- Born: Joanne Lesley Gilbert 7 June 1955 Leicester, England
- Died: 15 September 2018 (aged 63) Newtownards, County Down, Northern Ireland
- Occupations: Film producer, casting director
- Years active: 1993–2018
- Spouse: Marc Sinden ​ ​(m. 1977; div. 1997)​
- Children: 2
- Relatives: Donald Sinden (father-in-law)

= Jo Gilbert =

English film producer and casting director

Joanne Lesley Gilbert (7 June 1955 – 15 September 2018) was an English film producer and casting director. She founded Real Hollywood Productions and is credited with helping to establish Northern Ireland as an international filming location.

== Career ==

=== Casting director ===
Gilbert began her career as a theatrical agent, working on productions such as The Mystery of Edwin Drood (1993).

As a casting director working on the The Brylcreem Boys (1997) for the director Terence Ryan, it was the first film shot on Isle of Man since the 1936 film No Limit. She was then involved with Darkness Falls (1999), which was also filmed on the island.

Gilbert moved to Northern Ireland in 1999, having been described as "instrumental" in the development of the screen industry on the Isle of Man.

=== Film producer ===
In 2002, she produced the film adaptation of Spike Milligan's novel Puckoon. For this production, she converted Paint Hall, a disused facility at the Harland & Wolff shipyard, into a film studio. It later became the main studio for the HBO series Game of Thrones.

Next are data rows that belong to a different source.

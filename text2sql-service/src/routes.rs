//! 路由模块

use axum::{
    routing::{get, post},
    Router,
};

use crate::handlers;
use crate::state::AppState;

pub fn router() -> Router<AppState> {
    Router::new()
        .route("/", get(handlers::index).post(handlers::ask_form))
        .route("/api/ask", post(handlers::ask))
        .route("/api/generate", post(handlers::generate))
        .route("/api/execute", post(handlers::execute))
        .route("/api/health", get(handlers::health_check))
}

Gilbert appeared in a 2003 episode of the UK serialised fly on the wall documentary Airline, having missed an EasyJet flight to Belfast in which she attempted to use her vocation as a method of intimidating and bullying airport staff.

Her subsequent work included producing the 2007 romantic drama Closing the Ring, which was filmed in Belfast with assistance from Invest Northern Ireland. The Belfast Telegraph reported that Gilbert had successfully persuaded director Richard Attenborough to give Martin McCann a part in the film.

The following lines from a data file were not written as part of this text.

//! 查询执行模块
//!
//! Runs one SQL statement on a fresh PostgreSQL connection and reports the
//! result as an [`ExecutionOutcome`]. Errors never escape: they come back as
//! `ExecutionOutcome::Failed`.

use std::time::{Duration, Instant};

use chrono::{DateTime, NaiveDate, NaiveDateTime, NaiveTime, Utc};
use common::config::DatabaseSettings;
use common::errors::{AppError, AppResult};
use common::models::query::{ColumnInfo, ExecutionOutcome};
use common::utils::statement::StatementPolicy;
use serde::Serialize;
use serde_json::{json, Value};
use sqlx::postgres::types::{Oid, PgInterval};
use sqlx::postgres::{PgConnectOptions, PgConnection, PgHasArrayType, PgRow, PgTypeKind, Postgres};
use sqlx::types::ipnetwork::IpNetwork;
use sqlx::types::{Decimal, Uuid};
use sqlx::{Column, Connection, Executor, Row, Statement, TypeInfo, ValueRef};
use std::fmt::Write as _;
use std::net::IpAddr;

/// Executes statements against the configured database.
///
/// Every call opens its own connection and closes it before returning; there
/// is no pool.
#[derive(Debug, Clone)]
pub struct QueryExecutor {
    settings: DatabaseSettings,
    policy: StatementPolicy,
}

impl QueryExecutor {
    pub fn new(settings: DatabaseSettings, policy: StatementPolicy) -> Self {
        Self { settings, policy }
    }

    /// Runs `sql` verbatim.
    ///
    /// A statement whose description has columns is fetched and its
    /// transaction rolled back; any other statement is executed and committed.
    /// When the policy permits no write kind the transaction is opened read
    /// only, so the database refuses writes the classifier cannot see.
    pub async fn execute(&self, sql: &str) -> ExecutionOutcome {
        let kind = match self.policy.check(sql) {
            Ok(kind) => kind,
            Err(e) => {
                tracing::warn!(error = %e, "statement rejected");
                return ExecutionOutcome::failed(e);
            }
        };

        let start = Instant::now();
        let outcome = match self.run(sql).await {
            Ok(outcome) => outcome,
            Err(e) => ExecutionOutcome::failed(e),
        };
        let elapsed_ms = start.elapsed().as_millis() as u64;

        match &outcome {
            ExecutionOutcome::Rows { row_count, .. } => {
                tracing::info!(kind = %kind, rows = row_count, elapsed_ms, "statement returned rows")
            }
            ExecutionOutcome::Acknowledged { rows_affected } => {
                tracing::info!(kind = %kind, rows_affected, elapsed_ms, "statement committed")
            }
            ExecutionOutcome::Failed { message } => {
                tracing::warn!(kind = %kind, elapsed_ms, error = %message, "statement failed")
            }
        }
        outcome
    }

    async fn run(&self, sql: &str) -> AppResult<ExecutionOutcome> {
        let mut conn = self.connect().await?;
        let read_only = !self.policy.permits_writes();
        let result = run_statement(&mut conn, sql, read_only).await;
        if let Err(e) = conn.close().await {
            tracing::debug!(error = %e, "closing connection failed");
        }
        result
    }

    async fn connect(&self) -> AppResult<PgConnection> {
        let timeout = Duration::from_secs(self.settings.connect_timeout_secs);
        let options = self.connect_options();

        tokio::time::timeout(timeout, PgConnection::connect_with(&options))
            .await
            .map_err(|_| {
                AppError::DatabaseConnection(format!(
                    "timed out after {}s connecting to {}:{}",
                    timeout.as_secs(),
                    self.settings.host,
                    self.settings.port
                ))
            })?
            .map_err(|e| AppError::DatabaseConnection(e.to_string()))
    }

    fn connect_options(&self) -> PgConnectOptions {
        let settings = &self.settings;
        let mut options = PgConnectOptions::new_without_pgpass()
            .host(&settings.host)
            .port(settings.port);
        if let Some(database) = &settings.database {
            options = options.database(database);
        }
        if let Some(user) = &settings.user {
            options = options.username(user);
        }
        if let Some(password) = &settings.password {
            options = options.password(password);
        }
        options
    }
}

async fn run_statement(
    conn: &mut PgConnection,
    sql: &str,
    read_only: bool,
) -> AppResult<ExecutionOutcome> {
    let mut tx = conn.begin().await.map_err(query_error)?;
    if read_only {
        sqlx::query("SET TRANSACTION READ ONLY")
            .execute(&mut *tx)
            .await
            .map_err(query_error)?;
    }

    let statement = (&mut *tx).prepare(sql).await.map_err(query_error)?;
    let columns: Vec<ColumnInfo> = statement
        .columns()
        .iter()
        .map(|column| ColumnInfo {
            name: column.name().to_string(),
            data_type: column.type_info().name().to_string(),
        })
        .collect();

    if columns.is_empty() {
        let result = statement
            .query()
            .execute(&mut *tx)
            .await
            .map_err(query_error)?;
        tx.commit().await.map_err(query_error)?;
        return Ok(ExecutionOutcome::Acknowledged {
            rows_affected: result.rows_affected(),
        });
    }

    let rows = statement
        .query()
        .fetch_all(&mut *tx)
        .await
        .map_err(query_error)?;
    tx.rollback().await.map_err(query_error)?;

    let rows = rows
        .iter()
        .map(row_to_json)
        .collect::<AppResult<Vec<_>>>()?;
    Ok(ExecutionOutcome::rows(columns, rows))
}

fn query_error(e: sqlx::Error) -> AppError {
    AppError::DatabaseQuery(e.to_string())
}

fn row_to_json(row: &PgRow) -> AppResult<Vec<Value>> {
    (0..row.len()).map(|idx| cell_to_json(row, idx)).collect()
}

fn decode<'r, T>(row: &'r PgRow, idx: usize) -> AppResult<T>
where
    T: sqlx::Decode<'r, Postgres> + sqlx::Type<Postgres>,
{
    row.try_get::<T, _>(idx).map_err(query_error)
}

/// Converts one cell into JSON. Exact numeric values keep their precision as
/// strings; types without a known decoding become a `<TYPE>` placeholder.
fn cell_to_json(row: &PgRow, idx: usize) -> AppResult<Value> {
    let raw = row.try_get_raw(idx).map_err(query_error)?;
    if raw.is_null() {
        return Ok(Value::Null);
    }

    let type_info = row.column(idx).type_info();
    let type_name = type_info.name();
    let value = match type_name {
        "BOOL" => Value::Bool(decode(row, idx)?),
        "INT2" => json!(decode::<i16>(row, idx)?),
        "INT4" => json!(decode::<i32>(row, idx)?),
        "INT8" => json!(decode::<i64>(row, idx)?),
        "OID" => json!(decode::<Oid>(row, idx)?.0),
        "FLOAT4" => json!(decode::<f32>(row, idx)?),
        "FLOAT8" => json!(decode::<f64>(row, idx)?),
        "NUMERIC" => match decode::<Decimal>(row, idx) {
            Ok(decimal) => Value::String(decimal.to_string()),
            // NaN, infinities and values beyond 28 digits
            Err(_) => Value::String(
                raw.as_bytes()
                    .ok()
                    .and_then(numeric_text)
                    .unwrap_or_else(|| placeholder(type_name)),
            ),
        },
        "TEXT" | "VARCHAR" | "BPCHAR" | "NAME" | "XML" => Value::String(decode(row, idx)?),
        "TIMESTAMPTZ" => Value::String(decode::<DateTime<Utc>>(row, idx)?.to_rfc3339()),
        "TIMESTAMP" => Value::String(decode::<NaiveDateTime>(row, idx)?.to_string()),
        "DATE" => Value::String(decode::<NaiveDate>(row, idx)?.to_string()),
        "TIME" => Value::String(decode::<NaiveTime>(row, idx)?.to_string()),
        "INTERVAL" => {
            let interval = decode::<PgInterval>(row, idx)?;
            Value::String(format!(
                "{} mons {} days {} us",
                interval.months, interval.days, interval.microseconds
            ))
        }
        "UUID" => Value::String(decode::<Uuid>(row, idx)?.to_string()),
        "JSON" | "JSONB" => decode::<Value>(row, idx)?,
        "BYTEA" => Value::String(format!("\\x{}", hex::encode(decode::<Vec<u8>>(row, idx)?))),
        "INET" | "CIDR" => Value::String(
            decode::<IpAddr>(row, idx)
                .map(|addr| addr.to_string())
                .or_else(|_| decode::<IpNetwork>(row, idx).map(|net| net.to_string()))?,
        ),
        "TEXT[]" | "VARCHAR[]" | "BPCHAR[]" | "NAME[]" => array::<String>(row, idx, type_name),
        "BOOL[]" => array::<bool>(row, idx, type_name),
        "INT2[]" => array::<i16>(row, idx, type_name),
        "INT4[]" => array::<i32>(row, idx, type_name),
        "INT8[]" => array::<i64>(row, idx, type_name),
        "FLOAT4[]" => array::<f32>(row, idx, type_name),
        "FLOAT8[]" => array::<f64>(row, idx, type_name),
        "UUID[]" => array::<Uuid>(row, idx, type_name),
        "DATE[]" => array::<NaiveDate>(row, idx, type_name),
        // enum labels travel as their text in binary format too
        _ if matches!(type_info.kind(), PgTypeKind::Enum(_)) => row
            .try_get_unchecked::<String, _>(idx)
            .map(Value::String)
            .unwrap_or_else(|_| Value::String(placeholder(type_name))),
        other => Value::String(placeholder(other)),
    };
    Ok(value)
}

fn placeholder(type_name: &str) -> String {
    format!("<{}>", type_name)
}

/// One-dimensional arrays become JSON arrays. Anything sqlx cannot decode,
/// such as multi-dimensional arrays, becomes a placeholder.
fn array<T>(row: &PgRow, idx: usize, type_name: &str) -> Value
where
    T: for<'r> sqlx::Decode<'r, Postgres> + sqlx::Type<Postgres> + PgHasArrayType + Serialize,
{
    row.try_get::<Vec<Option<T>>, _>(idx)
        .map(|items| json!(items))
        .unwrap_or_else(|_| Value::String(placeholder(type_name)))
}

/// Renders the binary NUMERIC wire value as PostgreSQL prints it.
///
/// Layout: digit count, weight, sign and display scale as big-endian 16-bit
/// words, followed by base-10000 digits.
fn numeric_text(bytes: &[u8]) -> Option<String> {
    let word = |i: usize| -> Option<i16> {
        Some(i16::from_be_bytes([*bytes.get(2 * i)?, *bytes.get(2 * i + 1)?]))
    };
    let ndigits = usize::try_from(word(0)?).ok()?;
    let weight = i64::from(word(1)?);
    let sign = word(2)? as u16;
    let dscale = usize::try_from(word(3)?).ok()?;

    match sign {
        0xC000 => return Some("NaN".to_string()),
        0xD000 => return Some("Infinity".to_string()),
        0xF000 => return Some("-Infinity".to_string()),
        0x0000 | 0x4000 => {}
        _ => return None,
    }

    let digits = (0..ndigits)
        .map(|i| word(4 + i))
        .collect::<Option<Vec<i16>>>()?;
    let digit = |pos: i64| -> i16 {
        usize::try_from(pos)
            .ok()
            .and_then(|pos| digits.get(pos).copied())
            .unwrap_or(0)
    };

    let mut text = String::new();
    if sign == 0x4000 {
        text.push('-');
    }
    if weight < 0 {
        text.push('0');
    } else {
        for pos in 0..=weight {
            let _ = if pos == 0 {
                write!(text, "{}", digit(pos))
            } else {
                write!(text, "{:04}", digit(pos))
            };
        }
    }
    if dscale > 0 {
        let mut fraction = String::new();
        let mut pos = weight + 1;
        while fraction.len() < dscale {
            let _ = write!(fraction, "{:04}", digit(pos));
            pos += 1;
        }
        fraction.truncate(dscale);
        text.push('.');
        text.push_str(&fraction);
    }
    Some(text)
}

In December 2007, Gilbert established Real Holywood Productions in Holywood, County Down, with a 20 million pound investment from property entrepreneur Robert Whitton.

Gilbert produced the 40-part documentary series Great West End Theatres for Great Productions, which aired in 2013 to critical acclaim.

In 2015, Real Hollywood Productions said it wanted to buy Shackleton Barracks, which it had rented for housing cast and crew. Gilbert said: “There’s lots of interests from the [United States], this is a place with so much potential, we will have five productions running concurrently on this site."

In 2016, Gilbert produced Property of the State, a drama based on a true story. At the time of her death, she was in pre-production for a film titled The Ribbon.

== Personal life and death ==
Gilbert was married to the actor and producer Marc Sinden from 1977 until their divorce in 1997. Through this marriage, she became the daughter-in-law of the actor Sir Donald Sinden. The couple had two children, Hal Sinden and Bridey Sinden.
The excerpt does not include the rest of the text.